Congratulations! You identified Freddie Highmore as the only actor who is not from the USA and born after 1990.

Dramas with high ratings

The advertising team has a new focus. They want to draw the attention of the customers to dramas. Make a list of all movies that are in the drama genre and have an average rating higher than 9.

  • Select the IDs of all dramas.
SELECT movie_id  -- Select the IDs of all dramas
FROM movies
WHERE genre = 'Drama';

Select the IDs of all movies with average rating higher than 9.

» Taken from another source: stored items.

//! County office directory pages: keyword categorisation of office names and
//! parsing of the state/county listing pages.

use std::collections::BTreeMap;
use std::fmt;
use std::sync::LazyLock;

use scraper::{Html, Selector};
use serde::Serialize;
use tracing::debug;

use crate::session::dom::normalized_text;

#[derive(Debug, Clone, Copy, PartialEq, Eq, PartialOrd, Ord, Hash, Serialize)]
#[serde(rename_all = "lowercase")]
pub enum Category {
    Assessor,
    Tax,
    Gis,
    Recorder,
    Taxation,
    Other,
}

impl Category {
    pub const ALL: [Category; 6] = [
        Category::Assessor,
        Category::Tax,
        Category::Gis,
        Category::Recorder,
        Category::Taxation,
        Category::Other,
    ];

    pub fn as_str(&self) -> &'static str {
        match self {
            Category::Assessor => "assessor",
            Category::Tax => "tax",
            Category::Gis => "gis",
            Category::Recorder => "recorder",
            Category::Taxation => "taxation",
            Category::Other => "other",
        }
    }
}

impl fmt::Display for Category {
    fn fmt(&self, f: &mut fmt::Formatter<'_>) -> fmt::Result {
        f.write_str(self.as_str())
    }
}

/// Checked in order; the first category with a matching keyword wins.
const KEYWORDS: &[(Category, &[&str])] = &[
    (Category::Assessor, &["property appraiser", "assessor", "apprais"]),
    (Category::Tax, &["tax collector", "treasurer", "tax"]),
    (Category::Gis, &["gis", "mapping", "map"]),
    (Category::Recorder, &["clerk", "recorder", "deed", "register"]),
    (Category::Taxation, &["board of taxation"]),
];

pub fn categorize(label: &str) -> Category {
    let label = label.to_lowercase();
    KEYWORDS
        .iter()
        .find(|(_, words)| words.iter().any(|w| label.contains(w)))
        .map(|(category, _)| *category)
        .unwrap_or(Category::Other)
}

/// One URL per category, first seen wins.
#[derive(Debug, Clone, Default, PartialEq, Serialize)]
pub struct OfficeDirectory {
    offices: BTreeMap<Category, String>,
}

impl OfficeDirectory {
    /// Returns false when the category was already filled and `url` was dropped.
    pub fn insert(&mut self, label: &str, url: &str) -> bool {
        let category = categorize(label);
        if let Some(kept) = self.offices.get(&category) {
            debug!(%category, office = label, %kept, dropped = url, "duplicate office category");
            return false;
        }
        self.offices.insert(category, url.to_string());
        true
    }

    pub fn get(&self, category: Category) -> Option<&str> {
        self.offices.get(&category).map(String::as_str)
    }

    pub fn len(&self) -> usize {
        self.offices.len()
    }

    pub fn is_empty(&self) -> bool {
        self.offices.is_empty()
    }

    pub fn iter(&self) -> impl Iterator<Item = (Category, &str)> {
        self.offices.iter().map(|(c, u)| (*c, u.as_str()))
    }
}

// ── Directory pages ──

static TABLE: LazyLock<Selector> = LazyLock::new(|| Selector::parse("div.div-table").unwrap());
static ROW: LazyLock<Selector> = LazyLock::new(|| Selector::parse("div.div-table-row").unwrap());
static COL: LazyLock<Selector> = LazyLock::new(|| Selector::parse("div.div-table-col").unwrap());
static LINK: LazyLock<Selector> = LazyLock::new(|| Selector::parse("a[href]").unwrap());

const HEADER_LABELS: &[&str] = &["Name", "Products available"];

/// Office rows of a county page. A page without the table yields an empty directory.
pub fn parse_county_offices(html: &str) -> OfficeDirectory {
    let doc = Html::parse_document(html);
    let mut directory = OfficeDirectory::default();
    let Some(table) = doc.select(&TABLE).next() else {
        return directory;
    };
    for row in table.select(&ROW) {
        let cols: Vec<_> = row.select(&COL).collect();
        if cols.len() < 2 {
            continue;
        }
        let name = normalized_text(cols[0]);
        if HEADER_LABELS.contains(&name.as_str()) {
            continue;
        }
        let url = row
            .select(&LINK)
            .filter_map(|a| a.value().attr("href"))
            .find(|h| h.starts_with("http"));
        if let Some(url) = url {
            directory.insert(&name, url);
        }
    }
    directory
}

/// County slugs linked from a state page (`.../county/<slug>`), first-seen order.
pub fn parse_county_links(html: &str) -> Vec<String> {
    let doc = Html::parse_document(html);
    let mut counties: Vec<String> = Vec::new();
    for href in doc.select(&LINK).filter_map(|a| a.value().attr("href")) {
        let Some((_, slug)) = href.rsplit_once("/county/") else {
            continue;
        };
        let slug = slug.trim_end_matches('/');
        if !slug.is_empty() && !counties.iter().any(|c| c == slug) {
            counties.push(slug.to_string());
        }
    }
    counties
}

const STATE_KEYS: &[(&str, &str)] = &[
    ("AL", "alabama"),
    ("AK", "alaska"),
    ("AZ", "arizona"),
    ("AR", "arkansas"),
    ("CA", "california"),
    ("CO", "colorado"),
    ("CT", "connecticut"),
    ("DE", "delaware"),
    ("FL", "fl_"),
    ("GA", "georgia"),
    ("HI", "hawaii"),
    ("ID", "idaho"),
    ("IL", "illinois"),
    ("IN", "indiana"),
    ("IA", "iowa"),
    ("KS", "kansas"),
    ("KY", "kentucky"),
    ("LA", "louisiana"),
    ("ME", "maine"),
    ("MD", "maryland"),
    ("MA", "massachusetts"),
    ("MI", "michigan"),
    ("MN", "minnesota"),
    ("MS", "mississippi"),
    ("MO", "missouri"),
    ("MT", "montana"),
    ("NE", "nebraska"),
    ("NV", "nevada"),
    ("NH", "new_hampshire"),
    ("NJ", "new_jersey"),
    ("NM", "new_mexico"),
    ("NY", "new_york"),
    ("NC", "north_carolina"),
    ("ND", "north_dakota"),
    ("OH", "ohio"),
    ("OK", "oklahoma"),
    ("OR", "oregon"),
    ("PA", "pennsylvania"),
    ("RI", "rhode_island"),
    ("SC", "south_carolina"),
    ("SD", "south_dakota"),
    ("TN", "tennessee"),
    ("TX", "texas"),
    ("UT", "utah"),
    ("VT", "vermont"),
    ("VA", "virginia"),
    ("WA", "washington"),
    ("WV", "west_virginia"),
    ("WI", "wisconsin"),
    ("WY", "wyoming"),
];

/// All two-letter codes the directory knows, in listing order.
pub fn state_codes() -> impl Iterator<Item = &'static str> {
    STATE_KEYS.iter().map(|(code, _)| *code)
}

/// Legacy state key for a two-letter code; unknown codes become `<code>_`.
pub fn state_key(code: &str) -> String {
    let upper = code.to_uppercase();
    STATE_KEYS
        .iter()
        .find(|(c, _)| *c == upper)
        .map(|(_, key)| key.to_string())
        .unwrap_or_else(|| format!("{}_", code.to_lowercase()))
}

#[cfg(test)]
mod tests {
    use super::*;

    #[test]
    fn assessor_keywords_beat_tax() {
        assert_eq!(categorize("Property Appraiser / Tax Assessor"), Category::Assessor);
        assert_eq!(categorize("Tax Collector"), Category::Tax);
        assert_eq!(categorize("County Treasurer"), Category::Tax);
        assert_eq!(categorize("GIS Mapping"), Category::Gis);
        assert_eq!(categorize("Register of Deeds"), Category::Recorder);
        assert_eq!(categorize("Sheriff"), Category::Other);
    }

    #[test]
    fn board_of_taxation_falls_under_tax() {
        // "tax" is checked first, so the dedicated category never fires.
        assert_eq!(categorize("Board of Taxation"), Category::Tax);
    }

    #[test]
    fn first_office_per_category_is_kept() {
        let mut dir = OfficeDirectory::default();
        assert!(dir.insert("County Clerk", "https://clerk.example"));
        assert!(!dir.insert("Register of Deeds", "https://deeds.example"));
        assert_eq!(dir.get(Category::Recorder), Some("https://clerk.example"));
        assert_eq!(dir.len(), 1);
    }

    #[test]
    fn county_page_rows_are_parsed() {
        let html = r#"<div class="div-table">
            <div class="div-table-row"><div class="div-table-col">Name</div><div class="div-table-col">Products available</div></div>
            <div class="div-table-row"><div class="div-table-col">Property Appraiser</div><div class="div-table-col"><a href="https://pa.example">Go</a></div></div>
            <div class="div-table-row"><div class="div-table-col">Tax Collector</div><div class="div-table-col"><a href="/internal">x</a><a href="https://tc.example">Go</a></div></div>
            <div class="div-table-row"><div class="div-table-col">Clerk of Court</div><div class="div-table-col"><a href="/nolink">x</a></div></div>
            <div class="div-table-row"><div class="div-table-col">Only one column</div></div>
        </div>"#;
        let dir = parse_county_offices(html);
        assert_eq!(dir.get(Category::Assessor), Some("https://pa.example"));
        assert_eq!(dir.get(Category::Tax), Some("https://tc.example"));
        assert_eq!(dir.get(Category::Recorder), None);
        assert_eq!(dir.len(), 2);
    }

    #[test]
    fn missing_table_gives_empty_directory() {
        assert!(parse_county_offices("<html><body>maintenance</body></html>").is_empty());
    }

    #[test]
    fn county_links_are_deduplicated() {
        let html = r#"<a href="/state/FL/county/alachua">Alachua</a>
            <a href="/state/FL/county/baker/">Baker</a>
            <a href="/state/FL/county/alachua">Alachua again</a>
            <a href="/about">About</a>"#;
        assert_eq!(parse_county_links(html), vec!["alachua", "baker"]);
    }

    #[test]
    fn state_keys_follow_legacy_names() {
        assert_eq!(state_key("FL"), "fl_");
        assert_eq!(state_key("ny"), "new_york");
        assert_eq!(state_key("PR"), "pr_");
    }
}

SELECT movie_id -- Select the IDs of all movies with average rating higher than 9
FROM renting
GROUP BY movie_id
HAVING AVG(rating)>9;

Select the IDs of all dramas with average rating higher than 9.

SELECT movie_id
FROM movies
WHERE genre = 'Drama'
INTERSECT  -- Select the IDs of all dramas with average rating higher than 9
SELECT movie_id
FROM renting
GROUP BY movie_id
HAVING AVG(rating)>9;

Select all movies of in the drama genre with an average rating higher than 9.

SELECT *
FROM movies
WHERE movie_id IN -- Select all movies of genre drama with average rating higher than 9
   (SELECT movie_id
    FROM movies
    WHERE genre = 'Drama'
    INTERSECT
    SELECT movie_id
    FROM renting
    GROUP BY movie_id
    HAVING AVG(rating)>9);

OUTPUT

movie_id title genre runtime year_of_release renting_price
42 No Country for Old Men Drama 122 2007 1.49

Well done! You reported to the advertisment team that ‘No Country for Old Men’ is the only drama with average rating higher than 9.

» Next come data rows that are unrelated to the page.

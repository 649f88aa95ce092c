use std::collections::HashMap;
use std::time::Duration;

use async_trait::async_trait;
use reqwest::{Client, StatusCode, Url};
use tracing::debug;

use super::dom::{self, Element, FormSubmission};
use super::{Driver, DriverFactory, SessionError, SessionErrorKind, SessionOptions};

/// Server-rendered page engine: plain HTTP with a cookie jar, links and
/// forms followed by resolving them against the current document.
pub struct HttpDriver {
    client: Client,
    url: Option<Url>,
    html: String,
    status: u16,
    typed: HashMap<String, String>,
}

impl HttpDriver {
    pub fn new(options: &SessionOptions) -> Result<Self, SessionError> {
        let client = Client::builder()
            .cookie_store(true)
            .timeout(options.op_timeout)
            .connect_timeout(Duration::from_secs(10))
            .user_agent(options.user_agent.clone())
            .build()
            .map_err(|e| SessionError::crashed(format!("failed to build client: {}", e)))?;
        Ok(HttpDriver {
            client,
            url: None,
            html: String::new(),
            status: 0,
            typed: HashMap::new(),
        })
    }

    fn resolve_url(&self, href: &str) -> Result<Url, SessionError> {
        let joined = match &self.url {
            Some(base) => base.join(href),
            None => Url::parse(href),
        };
        joined.map_err(|e| {
            SessionError::new(SessionErrorKind::Rejected, format!("bad url {}: {}", href, e))
        })
    }

    async fn load(&mut self, request: reqwest::RequestBuilder) -> Result<u16, SessionError> {
        let response = request.send().await.map_err(classify)?;
        let status = response.status();
        let final_url = response.url().clone();
        let body = response.text().await.map_err(classify)?;

        // Keep the document either way so challenge pages can be inspected.
        self.url = Some(final_url);
        self.html = body;
        self.status = status.as_u16();
        self.typed.clear();

        check_status(status)?;
        Ok(self.status)
    }

    async fn submit(&mut self, form: FormSubmission) -> Result<(), SessionError> {
        let action = if form.action.is_empty() {
            self.current()?.clone()
        } else {
            self.resolve_url(&form.action)?
        };
        debug!(%action, method = %form.method, fields = form.fields.len(), "submitting form");
        let request = if form.method == "post" {
            self.client.post(action).form(&form.fields)
        } else {
            self.client.get(action).query(&form.fields)
        };
        self.load(request).await.map(|_| ())
    }

    fn current(&self) -> Result<&Url, SessionError> {
        self.url
            .as_ref()
            .ok_or_else(|| SessionError::not_found("no page loaded"))
    }
}

fn classify(e: reqwest::Error) -> SessionError {
    if e.is_timeout() {
        SessionError::timeout(e.to_string())
    } else {
        SessionError::new(SessionErrorKind::Transport, e.to_string())
    }
}

fn check_status(status: StatusCode) -> Result<(), SessionError> {
    if status.is_success() {
        return Ok(());
    }
    let retryable = status.is_server_error()
        || status == StatusCode::TOO_MANY_REQUESTS
        || status == StatusCode::REQUEST_TIMEOUT
        // Challenge interstitials are commonly served as 403/503.
        || status == StatusCode::FORBIDDEN;
    let kind = if retryable {
        SessionErrorKind::Transport
    } else {
        SessionErrorKind::Rejected
    };
    Err(SessionError::new(kind, format!("HTTP {}", status)))
}

#[async_trait]
impl Driver for HttpDriver {
    async fn navigate(&mut self, url: &str) -> Result<u16, SessionError> {
        let target = self.resolve_url(url)?;
        let request = self.client.get(target);
        match self.load(request).await {
            // A 403 challenge page still gets inspected by the session.
            Err(e) if self.status == StatusCode::FORBIDDEN.as_u16() => {
                debug!(error = %e, "challenge-like status, keeping page");
                Ok(self.status)
            }
            other => other,
        }
    }

    async fn title(&mut self) -> Result<String, SessionError> {
        self.current()?;
        Ok(dom::title(&self.html))
    }

    async fn current_url(&mut self) -> Result<String, SessionError> {
        Ok(self.current()?.to_string())
    }

    async fn page_source(&mut self) -> Result<String, SessionError> {
        self.current()?;
        Ok(self.html.clone())
    }

    async fn find_all(&mut self, selector: &str) -> Result<Vec<Element>, SessionError> {
        dom::select(&self.html, selector)
    }

    async fn find_within(
        &mut self,
        parent: &Element,
        selector: &str,
    ) -> Result<Vec<Element>, SessionError> {
        dom::select_within(&self.html, parent, selector)
    }

    async fn click(&mut self, element: &Element) -> Result<(), SessionError> {
        if !dom::exists(&self.html, element) {
            return Err(SessionError::not_found(format!("stale element <{}>", element.tag)));
        }
        if let Some((target, argument)) = element.postback() {
            return match dom::postback_submission(&self.html, &target, &argument, &self.typed) {
                Some(form) => self.submit(form).await,
                None => Err(SessionError::not_found("postback without form")),
            };
        }
        if let Some(href) = element.href() {
            if !href.starts_with('#') && !href.starts_with("javascript:") {
                let target = self.resolve_url(href)?;
                return self.load(self.client.get(target)).await.map(|_| ());
            }
        }
        if let Some(form) = dom::submission_for(&self.html, element, &self.typed) {
            return self.submit(form).await;
        }
        // Client-side widgets (menus, tabs) have nothing to do server-side.
        Ok(())
    }

    async fn type_text(&mut self, element: &Element, text: &str) -> Result<(), SessionError> {
        let name = element
            .attr("name")
            .ok_or_else(|| SessionError::not_found("input without a name"))?;
        self.typed.insert(name.to_string(), text.to_string());
        Ok(())
    }

    async fn clear_challenge(&mut self) -> Result<(), SessionError> {
        // Cookies set by the interstitial are replayed on the reload.
        let current = self.current()?.clone();
        match self.load(self.client.get(current)).await {
            Ok(_) => Ok(()),
            Err(e) if e.kind == SessionErrorKind::Transport => Ok(()),
            Err(e) => Err(e),
        }
    }
}

pub struct HttpDriverFactory;

impl DriverFactory for HttpDriverFactory {
    fn create(&self, options: &SessionOptions) -> Result<Box<dyn Driver>, SessionError> {
        Ok(Box::new(HttpDriver::new(options)?))
    }
}

#[cfg(test)]
mod tests {
    use super::*;

    #[test]
    fn status_classification() {
        assert!(check_status(StatusCode::OK).is_ok());
        assert_eq!(
            check_status(StatusCode::SERVICE_UNAVAILABLE).unwrap_err().kind,
            SessionErrorKind::Transport
        );
        assert_eq!(
            check_status(StatusCode::TOO_MANY_REQUESTS).unwrap_err().kind,
            SessionErrorKind::Transport
        );
        assert_eq!(
            check_status(StatusCode::NOT_FOUND).unwrap_err().kind,
            SessionErrorKind::Rejected
        );
    }

    #[tokio::test]
    async fn unloaded_driver_reports_absence() {
        let options = SessionOptions {
            user_agent: "test".into(),
            op_timeout: Duration::from_secs(1),
            settle_delay: Duration::ZERO,
        };
        let mut driver = HttpDriver::new(&options).unwrap();
        assert!(driver.title().await.unwrap_err().is_not_found());
        assert!(driver.find_all("a").await.unwrap().is_empty());
    }
}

4. Data Driven Decision Making with OLAP SQL queries

The OLAP extensions in SQL are introduced and applied to aggregated data on multiple levels. These extensions are the CUBE, ROLLUP and GROUPING SETS operators.

4.1. OLAP: CUBE operator

Groups of customers

Use the CUBE operator to extract the content of a pivot table from the database. Create a table with the total number of male and female customers from each country.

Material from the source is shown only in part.